I’ve published about half of those scenes in novels.
That ratio of practice to publication is not exemplary; I’d much rather say I’d written dozens or hundreds of intimate passages and shared publicly only the least clichéd, the most true and well-crafted.  
Instead, I simply jumped in—perhaps fewer times than I should have—holding my breath. I did my best (in some cases, relying on humor), worried and winced, did little revision, received minimal feedback before or after publication. Like many authors and most if not all of my writing students, I assumed I was handling the material awkwardly and mildly fretted about the final result, while secretly hoping I didn’t do too badly after all, but also aware that I might never know for sure. (This type of timid fretting and vain hoping is not the way to develop a thick skin or a solid writer’s toolbox!)
Julian Barnes mocks some top authors sex-writing gaffes—including John Updike’s comparison of the male member to a yam—and explains the problem in a wonderful, all-too-brief and not particularly R-rated collection of academic essays called Explaining the Explicit, published as a Kindle single.
Barnes writes, “(As a novelist) I faced the same questions: how much do you tell/show/imply/elide/omit? What words do you use and what effect are you trying to have? Is writing about sex the same as writing about any other human activity—say, gardening or cricket – or is there a fundamental difference of category? And how is it best done?”
Sex, like death and love, is something that veers too easily into received ideas and strained metaphors. The most essential human experiences can be the hardest to write about without risking embarrassment, melodrama, or purple prose. Which doesn’t necessarily mean we should avoid them.
What I do know for sure: Acts of physical and emotional intimacy are not only natural, but are an extremely powerful way to reveal character. (In some stories, they are key to advancing plot as well.)
As Barnes says, “How someone behaves intimately is an invaluable guide to their nature and personal history; sometimes predictable, sometimes surprising, sometimes quite out of supposed character.”
Unlike, say, writing scenes about people talking, eating food, or driving cars from place to place (scenes I’ve written hundreds of times), we underpractice sex scenes and yet hope—without reason to hope—to succeed. But how can we? Writing requires practice, risk, feedback, reflection, distance, stamina, redrafting. If we treat writing sex like disposing of a dead cockroach—do it as quickly as possible, while looking away—how on earth are we supposed to get better at it?

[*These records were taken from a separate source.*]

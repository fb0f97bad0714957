// Copyright 2024 FastLabs Developers
//
// Licensed under the Apache License, Version 2.0 (the "License");
// you may not use this file except in compliance with the License.
// You may obtain a copy of the License at
//
//     http://www.apache.org/licenses/LICENSE-2.0
//
// Unless required by applicable law or agreed to in writing, software
// distributed under the License is distributed on an "AS IS" BASIS,
// WITHOUT WARRANTIES OR CONDITIONS OF ANY KIND, either express or implied.
// See the License for the specific language governing permissions and
// limitations under the License.

use jiff::RoundMode;
use jiff::ToSpan;
use jiff::Unit;
use jiff::Zoned;
use jiff::ZonedRound;

/// Defines a fixed period for rolling of a log file.
#[derive(Clone, Copy, Eq, PartialEq, Debug)]
pub enum Rotation {
    /// Roll over at the top of every hour.
    Hourly,
    /// Roll over at midnight.
    Daily,
    /// No time based rotation.
    Never,
}

impl Rotation {
    /// The millisecond timestamp of the next period boundary after `current`.
    pub fn next_date_timestamp(&self, current: &Zoned) -> Option<usize> {
        let next = match *self {
            Rotation::Hourly => current
                .round(
                    ZonedRound::new()
                        .smallest(Unit::Hour)
                        .mode(RoundMode::Trunc),
                )
                .ok()?
                .checked_add(1.hour())
                .ok()?,
            Rotation::Daily => current
                .date()
                .tomorrow()
                .ok()?
                .to_zoned(current.time_zone().clone())
                .ok()?,
            Rotation::Never => return None,
        };

        Some(next.timestamp().as_millisecond() as usize)
    }

    /// The `strftime` pattern of the date part of archived file names.
    pub fn date_format(&self) -> &'static str {
        match *self {
            Rotation::Hourly => "%Y-%m-%d_%H",
            Rotation::Daily => "%Y-%m-%d",
            Rotation::Never => "%Y-%m-%d",
        }
    }
}
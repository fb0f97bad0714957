// Copyright 2024 FastLabs Developers
//
// Licensed under the Apache License, Version 2.0 (the "License");
// you may not use this file except in compliance with the License.
// You may obtain a copy of the License at
//
//     http://www.apache.org/licenses/LICENSE-2.0
//
// Unless required by applicable law or agreed to in writing, software
// distributed under the License is distributed on an "AS IS" BASIS,
// WITHOUT WARRANTIES OR CONDITIONS OF ANY KIND, either express or implied.
// See the License for the specific language governing permissions and
// limitations under the License.

use std::io::Write;
use std::num::NonZeroUsize;
use std::path::PathBuf;
use std::sync::Mutex;
use std::sync::MutexGuard;

use jiff::tz::TimeZone;

use crate::Error;
use crate::Layout;
use crate::Trap;
use crate::append::Append;
#[cfg(test)]
use crate::append::file::clock::Clock;
use crate::append::file::rolling::RollingFileWriter;
use crate::append::file::rolling::RollingFileWriterBuilder;
use crate::append::file::rotation::Rotation;
use crate::layout::TextLayout;
use crate::record::Record;

/// A builder to configure and create a [`File`] appender.
#[derive(Debug)]
pub struct FileBuilder {
    builder: RollingFileWriterBuilder,
    layout: Box<dyn Layout>,
}

impl FileBuilder {
    /// Create a new file appender builder writing to `<basedir>/<filename>`.
    pub fn new(basedir: impl Into<PathBuf>, filename: impl Into<String>) -> Self {
        Self {
            builder: RollingFileWriterBuilder::new(basedir, filename),
            layout: Box::new(TextLayout::default().no_color()),
        }
    }

    /// Build the [`File`] appender.
    ///
    /// # Errors
    ///
    /// Return an error if either:
    ///
    /// * The log directory cannot be created.
    /// * The log file cannot be opened.
    /// * The configured filename is empty.
    pub fn build(self) -> Result<File, Error> {
        let FileBuilder { builder, layout } = self;
        let writer = builder.build()?;
        Ok(File::new(writer, layout))
    }

    /// Set the layout for the logs.
    ///
    /// Default to [`TextLayout`] without colors.
    pub fn layout(mut self, layout: impl Into<Box<dyn Layout>>) -> Self {
        self.layout = layout.into();
        self
    }

    /// Set the trap for errors that do not fail a write, such as pruning old archives.
    pub fn trap(mut self, trap: impl Into<Box<dyn Trap>>) -> Self {
        self.builder = self.builder.trap(trap);
        self
    }

    /// Set the rotation strategy to roll over log files at the top of every hour.
    pub fn rollover_hourly(mut self) -> Self {
        self.builder = self.builder.rotation(Rotation::Hourly);
        self
    }

    /// Set the rotation strategy to roll over log files daily at 00:00 in the configured time
    /// zone.
    pub fn rollover_daily(mut self) -> Self {
        self.builder = self.builder.rotation(Rotation::Daily);
        self
    }

    /// Set the rotation strategy to roll over log files once the current log file has reached
    /// the given size.
    ///
    /// If a time-based rotation strategy is also set, the size-based rotation is checked after
    /// the time-based one.
    pub fn rollover_size(mut self, n: NonZeroUsize) -> Self {
        self.builder = self.builder.max_file_size(n);
        self
    }

    /// Set the number of archived log files to keep besides the active one.
    pub fn retention(mut self, n: usize) -> Self {
        self.builder = self.builder.retention(n);
        self
    }

    /// Set the time zone of period boundaries and archive names.
    ///
    /// Default to the system time zone.
    pub fn timezone(mut self, tz: TimeZone) -> Self {
        self.builder = self.builder.timezone(tz);
        self
    }

    #[cfg(test)]
    pub(crate) fn clock(mut self, clock: Clock) -> Self {
        self.builder = self.builder.clock(clock);
        self
    }
}

/// An appender that writes log records to rolling files.
#[derive(Debug)]
pub struct File {
    writer: Mutex<RollingFileWriter>,
    layout: Box<dyn Layout>,
}

impl File {
    fn new(writer: RollingFileWriter, layout: Box<dyn Layout>) -> Self {
        let writer = Mutex::new(writer);
        Self { writer, layout }
    }

    fn writer(&self) -> MutexGuard<'_, RollingFileWriter> {
        self.writer.lock().unwrap_or_else(|e| e.into_inner())
    }

    /// The path of the active log file.
    pub fn path(&self) -> PathBuf {
        self.writer().current_path()
    }
}

impl Append for File {
    fn append(&self, record: &Record) -> Result<(), Error> {
        let mut bytes = self.layout.format(record)?;
        bytes.push(b'\n');
        let mut writer = self.writer();
        writer.write_all(&bytes).map_err(Error::from_io_error)?;
        Ok(())
    }

    fn flush(&self) -> Result<(), Error> {
        let mut writer = self.writer();
        writer.flush().map_err(Error::from_io_error)?;
        Ok(())
    }
}

impl Drop for File {
    fn drop(&mut self) {
        let writer = self.writer.get_mut().unwrap_or_else(|e| e.into_inner());
        let _ = writer.flush();
    }
}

WHAT IF we decided that writing about sex –by which I choose to mean realistic sex written about in a larger storytelling context, not erotica per se and not pornography (always subjectively defined, of course)–is a powerful way to practice better writing, in general? By better writing I mean selective use of concrete detail, shaping of scene with conflict and change or lack of change in mind, attention to tone and language, attention to setting, consideration of narrative stance, consideration of the most effective POV, manipulation of tension and suspense, experimentation with voice. 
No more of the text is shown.